Cuba Raul Castro OAS
Cuba's President Raul Castro reads the Havana Declaration during the summit of Caribbean nationsReuters

Cuba President Raul Castro has made it clear that his country would not join the "imperialist" Organisation of American States (OAS). The Cuban leader's assertions come in a show of solidarity with the Latin American nation of Venezuela, soon after the organisation called for economic sanctions to be levied on the country.

During a summit of Caribbean nations in the Cuban capital Havana, Castro slammed the "imperialist" tendencies of the OAS after criticising its hostile stance against Venezuela. He was speaking at the inauguration of the conference of Association of Caribbean States – which was held to discuss several key regional policies. More than 40 heads of state attended the summit.

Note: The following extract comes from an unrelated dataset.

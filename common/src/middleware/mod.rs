//! Middleware components.

pub mod request_id;

pub use request_id::{request_id_middleware, RequestId, REQUEST_ID_HEADER};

"The OAS is an imperialist instrument. Cuba will never go back to the Organization of American States," Castro said at the gathering, according to TeleSur. Cuba was forced out of the regional bloc in 1962 following the overthrow of a US-backed authoritarian.

"It is of deep concern that there is an unacceptable attempt to apply the Inter-American Democratic Charter of the OAS to intervene in the internal affairs of Venezuela. We firmly oppose the destabilization agenda and economic war faced by [President Nicolas] Maduro's government and support the revolution that has brought social changes to the Venezuelan people," added Castro, whose elder brother Fidel Castro led the popular uprising in 1957 to remove Fulgencio Batista.

In 2009, the OAS had tweaked its exclusion on Cuba and said that the country could eventually join the organisation at Havana's request. Castro's remarks have come just after OAS secretary general Luis Almagro said the alliance should apply "Democratic Charter" against Caracas – imposing economic sanctions and diplomatic isolation of the Maduro administration.

Castro's sharp comments come at a time when the Latin American nation is trying to effect rapprochement with the US.